Re: [PATCH] ocfs2: fix orphan inode disk leak in ocfs2_dio_end_io() on I/O error

From: Marco Elver

Date: Fri Jun 12 2026 - 09:03:18 EST


On Fri, Jun 12, 2026 at 09:27AM +0800, Heming Zhao wrote:
> On Thu, Jun 11, 2026 at 05:01:50PM +0200, Marco Elver wrote:
> > When an extending direct I/O write or a direct I/O write racing with an
> > unlink is initiated, ocfs2_direct_IO() places the user inode into the
> > system orphan directory and sets the OCFS2_DIO_ORPHANED_FL flag to
> > ensure defined behavior and crash consistency.
> >
> > However, if the direct I/O request encounters an error or gets
> > asynchronous cancellation (bytes <= 0), the VFS completion hook
> > ocfs2_dio_end_io() bypasses ocfs2_dio_end_io_write() entirely and
> > executes ocfs2_dio_free_write_ctx(). This completely omits the teardown
> > of the orphan entry, leaking the user inode in the orphan directory and
> > leaving the OCFS2_DIO_ORPHANED_FL disk flag set.
> >
> > Because the OCFS2_DIO_ORPHANED_FL flag remains active, subsequent VFS
> > final inode eviction (ocfs2_delete_inode) observes the flag, assumes a
> > direct I/O write is actively in progress, and refuses to wipe the inode.
> > This results in an irrecoverable disk storage and resource leak that can
> > only be reclaimed if the cluster unmounts or crashes.
> >
> > Fix this by ensuring that ocfs2_dio_end_io() inspects dw_orphaned even
> > when an I/O error occurs, and executes ocfs2_del_inode_from_orphan() to
> > liberate the inode before destroying the in-memory write context.
> >
> > Fixes: 5040f8df56fb ("ocfs2: free up write context when direct IO failed")
> > Assisted-by: Antigravity:Gemini
> > Signed-off-by: Marco Elver <elver@xxxxxxxxxx>
> > ---
> > fs/ocfs2/aops.c | 17 +++++++++++++++--
> > 1 file changed, 15 insertions(+), 2 deletions(-)
> >
> > diff --git a/fs/ocfs2/aops.c b/fs/ocfs2/aops.c
> > index 4acdbb70882c..ad3f2057e26e 100644
> > --- a/fs/ocfs2/aops.c
> > +++ b/fs/ocfs2/aops.c
> > @@ -2419,11 +2419,24 @@ static int ocfs2_dio_end_io(struct kiocb *iocb,
> > mlog_ratelimited(ML_ERROR, "Direct IO failed, bytes = %lld",
> > (long long)bytes);
> > if (private) {
> > - if (bytes > 0)
> > + if (bytes > 0) {
> > ret = ocfs2_dio_end_io_write(inode, private, offset,
> > bytes);
> > - else
> > + } else {
> > + struct ocfs2_dio_write_ctxt *dwc = private;
> > +
> > + if (dwc->dw_orphaned) {
> > + struct buffer_head *di_bh = NULL;
> > +
> > + if (ocfs2_inode_lock(inode, &di_bh, 1) == 0) {
> > + ocfs2_del_inode_from_orphan(OCFS2_SB(inode->i_sb),
> > + inode, di_bh, 0, 0);
> > + ocfs2_inode_unlock(inode, 1);
> > + brelse(di_bh);
> > + }
>
> Calling only ocfs2_del_inode_from_orphan() without ocfs2_truncate_file() will
> leave stale blocks beyond the EOF.

Right.

> I think the existing OCFS2 code already handles error/crash cases for orphaned
> inodes, and this "leaking" behavior is by design.
> please refer to ocfs2_recover_orphans() and ocfs2_add_inode_to_orphan().

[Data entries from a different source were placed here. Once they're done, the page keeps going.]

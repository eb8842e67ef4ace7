/// Resource request/limit substitution for storefront manifests
///
/// Manifests are rewritten line by line. Only `cpu:` and `memory:` scalars
/// nested under a `requests:` or `limits:` key are touched, everything else is
/// copied through unchanged so the diff against upstream stays minimal.
use anyhow::{Context, Result};
use regex::Regex;
use std::path::Path;
use std::sync::OnceLock;
use tracing::{debug, info};

use super::quantity::{Cpu, Memory, QuantityError};
use crate::config::{ResourcePatchConfig, ResourceValues};

fn section_re() -> &'static Regex {
    static RE: OnceLock<Regex> = OnceLock::new();
    RE.get_or_init(|| {
        Regex::new(r"^(?P<indent>[ ]*)(?P<key>requests|limits):[ ]*(#.*)?$")
            .expect("section regex is valid")
    })
}

fn value_re() -> &'static Regex {
    static RE: OnceLock<Regex> = OnceLock::new();
    RE.get_or_init(|| {
        Regex::new(
            r#"^(?P<prefix>(?P<indent>[ ]*)(?P<key>cpu|memory):[ ]*)(?P<open>["']?)(?P<value>[0-9][0-9.]*(?:[eE][+-]?[0-9]+)?[A-Za-z]*)(?P<close>["']?)(?P<rest>[ ]*(#.*)?)$"#,
        )
        .expect("value regex is valid")
    })
}

/// Which resource block a value sits in
#[derive(Debug, Clone, Copy, PartialEq, Eq)]
pub enum Section {
    Requests,
    Limits,
}

impl Section {
    fn from_key(key: &str) -> Option<Self> {
        match key {
            "requests" => Some(Section::Requests),
            "limits" => Some(Section::Limits),
            _ => None,
        }
    }
}

/// Resource kind of a value
#[derive(Debug, Clone, Copy, PartialEq, Eq)]
pub enum Resource {
    Cpu,
    Memory,
}

/// A single rewritten value
#[derive(Debug, Clone, PartialEq, Eq)]
pub struct Substitution {
    pub line: usize,
    pub section: Section,
    pub resource: Resource,
    pub from: String,
    pub to: String,
}

/// Outcome of patching a manifest
#[derive(Debug, Clone)]
pub struct PatchResult {
    pub text: String,
    pub substitutions: Vec<Substitution>,
}

#[derive(Debug, Clone, Default)]
struct FixedValues {
    cpu: Option<String>,
    memory: Option<String>,
}

impl FixedValues {
    fn from_config(values: &ResourceValues) -> Result<Self, QuantityError> {
        if let Some(cpu) = &values.cpu {
            Cpu::parse(cpu)?;
        }
        if let Some(memory) = &values.memory {
            Memory::parse(memory)?;
        }
        Ok(Self {
            cpu: values.cpu.as_ref().map(|v| v.trim().to_string()),
            memory: values.memory.as_ref().map(|v| v.trim().to_string()),
        })
    }

    fn get(&self, resource: Resource) -> Option<&str> {
        match resource {
            Resource::Cpu => self.cpu.as_deref(),
            Resource::Memory => self.memory.as_deref(),
        }
    }
}

/// Validated substitution rules
#[derive(Debug, Clone, Default)]
pub struct ResourcePatch {
    requests: FixedValues,
    limits: FixedValues,
    scale: Option<f64>,
    min_cpu_millis: u64,
    min_memory_mib: u64,
}

impl ResourcePatch {
    /// Build from configuration, rejecting malformed fixed quantities
    pub fn from_config(config: &ResourcePatchConfig) -> Result<Self> {
        Ok(Self {
            requests: FixedValues::from_config(&config.requests)
                .context("Invalid storefront.resources.requests")?,
            limits: FixedValues::from_config(&config.limits)
                .context("Invalid storefront.resources.limits")?,
            scale: config.scale,
            min_cpu_millis: config.min_cpu_millis,
            min_memory_mib: config.min_memory_mib,
        })
    }

    /// True when no rule would change anything
    pub fn is_noop(&self) -> bool {
        self.scale.is_none()
            && self.requests.cpu.is_none()
            && self.requests.memory.is_none()
            && self.limits.cpu.is_none()
            && self.limits.memory.is_none()
    }

    /// Replacement for `current`, `None` when the value stays as it is
    fn replacement(
        &self,
        section: Section,
        resource: Resource,
        current: &str,
    ) -> Result<Option<String>, QuantityError> {
        let fixed = match section {
            Section::Requests => &self.requests,
            Section::Limits => &self.limits,
        };

        let new_value = match (fixed.get(resource), self.scale) {
            (Some(value), _) => value.to_string(),
            (None, Some(factor)) => match resource {
                Resource::Cpu => Cpu::parse(current)?
                    .scale(factor, self.min_cpu_millis)
                    .to_string(),
                Resource::Memory => Memory::parse(current)?
                    .scale(factor, self.min_memory_mib)
                    .to_string(),
            },
            (None, None) => return Ok(None),
        };

        Ok((new_value != current).then_some(new_value))
    }

    /// Rewrite resource values in manifest text
    pub fn apply(&self, text: &str) -> Result<PatchResult> {
        let mut output = String::with_capacity(text.len());
        let mut substitutions = Vec::new();
        // Active block and the indentation of its key
        let mut current: Option<(Section, usize)> = None;

        for (index, raw_line) in text.split_inclusive('\n').enumerate() {
            let line_no = index + 1;
            let (line, ending) = split_line_ending(raw_line);

            if line.trim() == "---" {
                current = None;
                output.push_str(raw_line);
                continue;
            }

            let trimmed = line.trim_start();
            if trimmed.is_empty() || trimmed.starts_with('#') {
                output.push_str(raw_line);
                continue;
            }

            let indent = line.len() - trimmed.len();
            if let Some((_, section_indent)) = current {
                if indent <= section_indent {
                    current = None;
                }
            }

            if let Some(caps) = section_re().captures(line) {
                current = Section::from_key(&caps["key"]).map(|s| (s, caps["indent"].len()));
                output.push_str(raw_line);
                continue;
            }

            let Some((section, _)) = current else {
                output.push_str(raw_line);
                continue;
            };

            let Some(caps) = value_re().captures(line) else {
                output.push_str(raw_line);
                continue;
            };

            if caps["open"] != caps["close"] {
                output.push_str(raw_line);
                continue;
            }

            let resource = match &caps["key"] {
                "cpu" => Resource::Cpu,
                _ => Resource::Memory,
            };
            let value = &caps["value"];

            let replacement = self
                .replacement(section, resource, value)
                .with_context(|| format!("line {}: cannot rewrite `{}`", line_no, line.trim()))?;

            match replacement {
                Some(new_value) => {
                    debug!(
                        "line {}: {:?} {:?} {} -> {}",
                        line_no, section, resource, value, new_value
                    );
                    output.push_str(&caps["prefix"]);
                    output.push_str(&caps["open"]);
                    output.push_str(&new_value);
                    output.push_str(&caps["close"]);
                    output.push_str(&caps["rest"]);
                    output.push_str(ending);
                    substitutions.push(Substitution {
                        line: line_no,
                        section,
                        resource,
                        from: value.to_string(),
                        to: new_value,
                    });
                }
                None => output.push_str(raw_line),
            }
        }

        Ok(PatchResult {
            text: output,
            substitutions,
        })
    }

    /// Patch `source` into `destination`, leaving the source untouched
    pub async fn apply_to_file(&self, source: &Path, destination: &Path) -> Result<PatchResult> {
        let text = tokio::fs::read_to_string(source)
            .await
            .with_context(|| format!("Failed to read manifest {}", source.display()))?;

        let result = self
            .apply(&text)
            .with_context(|| format!("Failed to patch {}", source.display()))?;

        if let Some(parent) = destination.parent() {
            tokio::fs::create_dir_all(parent)
                .await
                .context("Failed to create output directory")?;
        }
        tokio::fs::write(destination, &result.text)
            .await
            .with_context(|| format!("Failed to write {}", destination.display()))?;

        info!(
            "Patched {} resource values into {}",
            result.substitutions.len(),
            destination.display()
        );

        Ok(result)
    }
}

fn split_line_ending(raw: &str) -> (&str, &str) {
    if let Some(line) = raw.strip_suffix("\r\n") {
        (line, "\r\n")
    } else if let Some(line) = raw.strip_suffix('\n') {
        (line, "\n")
    } else {
        (raw, "")
    }
}

#[cfg(test)]
mod tests {
    use super::*;

    const MANIFEST: &str = "\
apiVersion: apps/v1
kind: Deployment
metadata:
  name: frontend
spec:
  template:
    spec:
      containers:
        - name: server
          image: frontend:v0.10.0
          resources:
            requests:
              cpu: 100m
              memory: 64Mi
            limits:
              cpu: 200m
              memory: \"128Mi\"
          env:
            - name: cpu
              value: \"1\"
---
apiVersion: v1
kind: ConfigMap
metadata:
  name: tuning
data:
  requests: configured
  cpu: 300m
";

    fn fixed_requests() -> ResourcePatchConfig {
        ResourcePatchConfig {
            requests: ResourceValues {
                cpu: Some("50m".to_string()),
                memory: Some("32Mi".to_string()),
            },
            ..Default::default()
        }
    }

    #[test]
    fn test_fixed_request_overrides() {
        let patch = ResourcePatch::from_config(&fixed_requests()).unwrap();
        let result = patch.apply(MANIFEST).unwrap();

        assert_eq!(result.substitutions.len(), 2);
        assert!(result.text.contains("              cpu: 50m\n              memory: 32Mi\n"));
        assert!(result.text.contains("              cpu: 200m\n              memory: \"128Mi\"\n"));
        // Values outside resource blocks are untouched
        assert!(result.text.contains("  cpu: 300m\n"));
        assert!(result.text.contains("value: \"1\""));
    }

    #[test]
    fn test_fixed_overrides_are_idempotent() {
        let patch = ResourcePatch::from_config(&fixed_requests()).unwrap();
        let first = patch.apply(MANIFEST).unwrap();
        let second = patch.apply(&first.text).unwrap();

        assert!(second.substitutions.is_empty());
        assert_eq!(first.text, second.text);
    }

    #[test]
    fn test_scale_keeps_quotes_and_units() {
        let config = ResourcePatchConfig {
            scale: Some(0.5),
            min_cpu_millis: 10,
            min_memory_mib: 16,
            ..Default::default()
        };
        let result = ResourcePatch::from_config(&config)
            .unwrap()
            .apply(MANIFEST)
            .unwrap();

        assert_eq!(result.substitutions.len(), 4);
        assert!(result.text.contains("cpu: 50m\n              memory: 32Mi\n"));
        assert!(result.text.contains("cpu: 100m\n              memory: \"64Mi\"\n"));

        let limits_cpu = &result.substitutions[2];
        assert_eq!(limits_cpu.section, Section::Limits);
        assert_eq!(limits_cpu.resource, Resource::Cpu);
        assert_eq!(limits_cpu.line, 16);
        assert_eq!((limits_cpu.from.as_str(), limits_cpu.to.as_str()), ("200m", "100m"));
    }

    #[test]
    fn test_fixed_value_wins_over_scale() {
        let config = ResourcePatchConfig {
            limits: ResourceValues {
                cpu: Some("1".to_string()),
                memory: None,
            },
            scale: Some(2.0),
            ..Default::default()
        };
        let result = ResourcePatch::from_config(&config)
            .unwrap()
            .apply(MANIFEST)
            .unwrap();

        assert!(result.text.contains("cpu: 200m\n              memory: 128Mi\n"));
        assert!(result.text.contains("cpu: 1\n              memory: \"256Mi\"\n"));
    }

    #[test]
    fn test_noop_patch_returns_identical_text() {
        let patch = ResourcePatch::from_config(&ResourcePatchConfig::default()).unwrap();
        assert!(patch.is_noop());

        let result = patch.apply(MANIFEST).unwrap();
        assert_eq!(result.text, MANIFEST);
        assert!(result.substitutions.is_empty());
    }

    #[test]
    fn test_crlf_and_comments_preserved() {
        let text = "resources:\r\n  requests:  # tuned\r\n    cpu: 100m # per pod\r\n";
        let result = ResourcePatch::from_config(&fixed_requests())
            .unwrap()
            .apply(text)
            .unwrap();

        assert_eq!(
            result.text,
            "resources:\r\n  requests:  # tuned\r\n    cpu: 50m # per pod\r\n"
        );
    }

    #[test]
    fn test_invalid_fixed_value_rejected() {
        let config = ResourcePatchConfig {
            requests: ResourceValues {
                cpu: Some("lots".to_string()),
                memory: None,
            },
            ..Default::default()
        };
        assert!(ResourcePatch::from_config(&config).is_err());
    }

    #[test]
    fn test_unparseable_value_under_scale_reports_line() {
        let text = "requests:\n  memory: 64Zi\n";
        let config = ResourcePatchConfig {
            scale: Some(0.5),
            ..Default::default()
        };
        let err = ResourcePatch::from_config(&config)
            .unwrap()
            .apply(text)
            .unwrap_err();
        assert!(format!("{:#}", err).contains("line 2"));
    }

    #[test]
    fn test_scale_understands_exponents_and_large_units() {
        let text = "limits:\n  memory: 1e9\n  cpu: 5e-1\nrequests:\n  memory: 1Pi\n";
        let config = ResourcePatchConfig {
            scale: Some(0.5),
            ..Default::default()
        };
        let result = ResourcePatch::from_config(&config)
            .unwrap()
            .apply(text)
            .unwrap();

        assert_eq!(
            result.text,
            "limits:\n  memory: 477Mi\n  cpu: 250m\nrequests:\n  memory: 512Ti\n"
        );
    }

    #[tokio::test]
    async fn test_apply_to_file_leaves_source_alone() {
        let dir = tempfile::tempdir().unwrap();
        let source = dir.path().join("kubernetes-manifests.yaml");
        let destination = dir.path().join("out").join("patched.yaml");
        tokio::fs::write(&source, MANIFEST).await.unwrap();

        let result = ResourcePatch::from_config(&fixed_requests())
            .unwrap()
            .apply_to_file(&source, &destination)
            .await
            .unwrap();

        assert_eq!(result.substitutions.len(), 2);
        assert_eq!(tokio::fs::read_to_string(&source).await.unwrap(), MANIFEST);
        assert_eq!(
            tokio::fs::read_to_string(&destination).await.unwrap(),
            result.text
        );
    }
}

Periodic scans skip direct I/O entries to avoid racing with active
direct I/O on live nodes:

In fs/ocfs2/journal.c:ocfs2_orphan_filldir():

/* do not include dio entry in case of orphan scan */
if ((p->orphan_reco_type == ORPHAN_NO_NEED_TRUNCATE) &&
(!strncmp(name, OCFS2_DIO_ORPHAN_PREFIX,
OCFS2_DIO_ORPHAN_PREFIX_LEN)))
return true;

Is something else recovering them?